To us, he said, “I’m leaving with the staff. Go to your jet and don’t feel bad about breaking things if you need to.”

Jaclyn and Izzy looked at each other and Jaclyn said, “I’ll go left. You can take the right. No one’s here but us right?”

Izzy blinked and then said, “No.”

Lim gave us a wave and ran out of the nearest door, a door that was on the opposite side of the room of the door that we needed—not that it mattered. The nice thing about not caring what happened to your surroundings was that you could go all out. Jaclyn and Izzy did.

The tall, twisty trails through the room turned into a straight, wide trail toward the door on the other side of the room. Moving more quickly than I could see unless I did an instant replay with the implant, Jaclyn and Izzy knocked the piles sideways, causing domino-style crashes on either side of us. Smashed and shattered boxes fell backward, releasing their contents. Out of my peripheral vision, I could see clothes, laptops, clay cups and vases, car parts, and mystery devices.

I didn’t realize until later that I’d seen a glowing sword fly sideways into another pile, sinking into one of the crates as if it were cutting butter. If I had, I might have grabbed it, but I didn’t grab anything. I was flying after Cassie and Daniel on the theory that they wouldn’t appreciate the heat of my rockets.

We went through the room in a blur, followed by the hall to the room with the jet, a final burst toward the jet’s hatch. Someone elsewhere in the complex was kind enough to open the way to the tennis court above us.

We didn’t wait for the fake tennis court slab that had carried us down to carry us back up either. I didn’t even make it to my seat before the jet started going up of its own accord. I supposed that I had given him leave to respond to emergencies on some level.

Hal sent everyone a text to the League comm channel as we started to fly.

[Activating cloak. Changing orientation for a faster escape.]
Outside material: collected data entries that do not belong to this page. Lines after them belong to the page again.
//! CLI command implementations

pub mod config;
pub mod info;
pub mod run;

pub use config::ConfigAction;
pub use run::RunCommand;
Even though the windows were darkened by the cloak, I could see the jet’s nose point upward toward the sky and felt the jet’s engines shoot us upward. Thanks to the anti-gravity, the only hint of the engines’ strength came in the form of a small slip as I put my right foot down, but since I didn’t fall downward, hitting the back wall of the cabin at hundreds of miles per hour, I had no complaint.

We made it into the sky long before the tennis court slipped back into place.  Once I’d snapped the final belt in place, I took control of the jet, seeing the incoming missiles flying toward the top of the small mountain that we’d left below.
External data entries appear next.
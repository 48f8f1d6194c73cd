//! Property tests for the statistics reducer.
//!
//! Covers:
//! - repetition 0 never influences min/avg/max
//! - min <= avg <= max over the retained samples
//! - best rate equals bytes * 1e-6 / min_time for every kernel

use membench_kernels::{summarize, KernelSet, TimingMatrix, WorkspaceLayout};
use proptest::prelude::*;

fn timing_rows(kernels: usize) -> impl Strategy<Value = Vec<Vec<f64>>> {
    (2usize..=12).prop_flat_map(move |ntimes| {
        prop::collection::vec(prop::collection::vec(1e-6f64..10.0, ntimes), kernels)
    })
}

// ── warm-up exclusion ───────────────────────────────────────────────────────

proptest! {
    #[test]
    fn prop_warm_up_sample_never_read(
        rows in timing_rows(4),
        warm_up in prop::collection::vec(0.0f64..1e6, 4),
    ) {
        let set = KernelSet::new(&WorkspaceLayout::primary(1000, 0), 8);
        let baseline = summarize(&set, TimingMatrix::from_rows(rows.clone()).unwrap());

        let mut perturbed = rows;
        for (row, w) in perturbed.iter_mut().zip(&warm_up) {
            row[0] = *w;
        }
        let stats = summarize(&set, TimingMatrix::from_rows(perturbed).unwrap());
        prop_assert_eq!(baseline, stats);
    }

    #[test]
    fn prop_min_avg_max_ordered(rows in timing_rows(4)) {
        let set = KernelSet::new(&WorkspaceLayout::primary(1000, 0), 4);
        for s in summarize(&set, TimingMatrix::from_rows(rows).unwrap()) {
            prop_assert!(s.min_time <= s.avg_time, "{:?}", s);
            prop_assert!(s.avg_time <= s.max_time, "{:?}", s);
        }
    }
}

// ── bandwidth formula ───────────────────────────────────────────────────────

proptest! {
    #[test]
    fn prop_best_rate_matches_formula(
        n in 1usize..50_000_000,
        wide in any::<bool>(),
        rows in timing_rows(4),
    ) {
        let elem = if wide { 8 } else { 4 };
        let set = KernelSet::new(&WorkspaceLayout::primary(n, 0), elem);
        let stats = summarize(&set, TimingMatrix::from_rows(rows).unwrap());
        for (s, factor) in stats.iter().zip([2u64, 2, 3, 3]) {
            let bytes = factor * elem as u64 * n as u64;
            prop_assert_eq!(s.bytes, bytes);
            let expected = 1e-6 * bytes as f64 / s.min_time;
            let rate = s.best_rate_mb_s.unwrap();
            prop_assert!((rate - expected).abs() <= expected * 1e-12, "{} vs {}", rate, expected);
        }
    }
}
It struck me that we could make Lim’s life easier if we shot them down. The same thought must have popped into Cassie’s mind. Aided by her implant, she took control of the jet’s weapons and let loose the anti-personnel lasers. They weren’t as effective as the main gun, but you didn’t have to aim the entire ship in the right direction to use them either.

Bright beams took out two of the five missiles as they flew across the river on the way to the top of the mountain. The first of the other three missiles dipped down toward the tennis court, hitting before it got into place. Chunks of concrete, rock, dirt, and trees from the mountain’s peak exploded outward, covering the place in black smoke and flame.
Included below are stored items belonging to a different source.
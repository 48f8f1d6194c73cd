//! membench CLI application
//!
//! Measures sustainable memory bandwidth with the Copy, Scale, Add and Triad
//! kernels plus optional Gather, Scatter and indirect dot product kernels.

use anyhow::Result;
use clap::{CommandFactory, Parser, Subcommand};
use std::path::PathBuf;
use tracing::error;

use membench_cli::commands::config::handle_config_command;
use membench_cli::commands::info::show_system_info;
use membench_cli::commands::{ConfigAction, RunCommand};
use membench_cli::config::load_config;
use membench_cli::exit::{EXIT_GENERIC_FAIL, EXIT_SUCCESS};
use membench_cli::logging::{setup_logging, LogFormat};

/// membench - memory bandwidth benchmark
#[derive(Parser)]
#[command(name = "membench")]
#[command(about = "Sustainable memory bandwidth benchmark")]
#[command(long_about = r#"
membench measures sustainable memory bandwidth with simple vector kernels
over arrays much larger than the caches, reporting the best rate per kernel
and validating that every kernel computed the expected values.

Examples:
  # Default run: 10M doubles per array, 10 repetitions
  membench run

  # Smaller single-precision run with the indexed kernels
  membench run --array-size 2000000 --element-type f32 --all-indexed --permute --seed 7

  # Machine-readable output
  membench run --format json --output report.json

  # Inspect configuration
  membench config show
"#)]
#[command(version)]
struct Cli {
    /// Configuration file path
    #[arg(short, long, value_name = "PATH", global = true)]
    config: Option<PathBuf>,

    /// Log level (trace, debug, info, warn, error)
    #[arg(long, value_name = "LEVEL", global = true)]
    log_level: Option<String>,

    /// Log format (pretty, compact, json)
    #[arg(long, value_name = "FORMAT", default_value = "pretty", global = true)]
    log_format: LogFormat,

    #[command(subcommand)]
    command: Option<Commands>,
}

#[derive(Subcommand)]
enum Commands {
    /// Run the benchmark
    #[command(alias = "bench")]
    Run(RunCommand),

    /// Manage configuration
    Config {
        #[command(subcommand)]
        action: ConfigAction,
    },

    /// Show system information
    Info,
}

fn main() {
    let cli = Cli::parse();

    if let Err(e) = setup_logging(cli.log_level.as_deref(), cli.log_format) {
        eprintln!("{e}");
    }

    let result = run(cli);

    if let Err(e) = result {
        error!("Command failed: {}", e);

        let mut source = e.source();
        while let Some(err) = source {
            error!("  Caused by: {}", err);
            source = err.source();
        }
        eprintln!("Error: {e:#}");
        std::process::exit(EXIT_GENERIC_FAIL);
    }

    std::process::exit(EXIT_SUCCESS);
}

fn run(cli: Cli) -> Result<()> {
    match cli.command {
        Some(Commands::Run(cmd)) => {
            let config = load_config(cli.config.as_deref())?;
            cmd.execute(config)
        }
        Some(Commands::Config { action }) => handle_config_command(action, cli.config.as_deref()),
        Some(Commands::Info) => show_system_info(),
        None => {
            let mut cmd = Cli::command();
            cmd.print_help()?;
            Ok(())
        }
    }
}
The other two missiles must have been timed well enough that they didn’t have to hit the tennis court because the ground underneath the ruined resort exploded, throwing pieces of the building and the ground beneath it in all directions even as what was left fell inward. The same thing happened on the other side of the tennis court—in the storage room, I guessed—turning the peak of the mountain into a long divot.

I barely had time to take that in when I noticed four egg-shaped objects in the air on the far side of the mountain. Judging from the dirt on them, they had to have been near the mountain when it blew.

On the League’s comm channel, Lim’s icon blinked, “If you’re still here, we’re in the eggs. Please don’t fire on us.”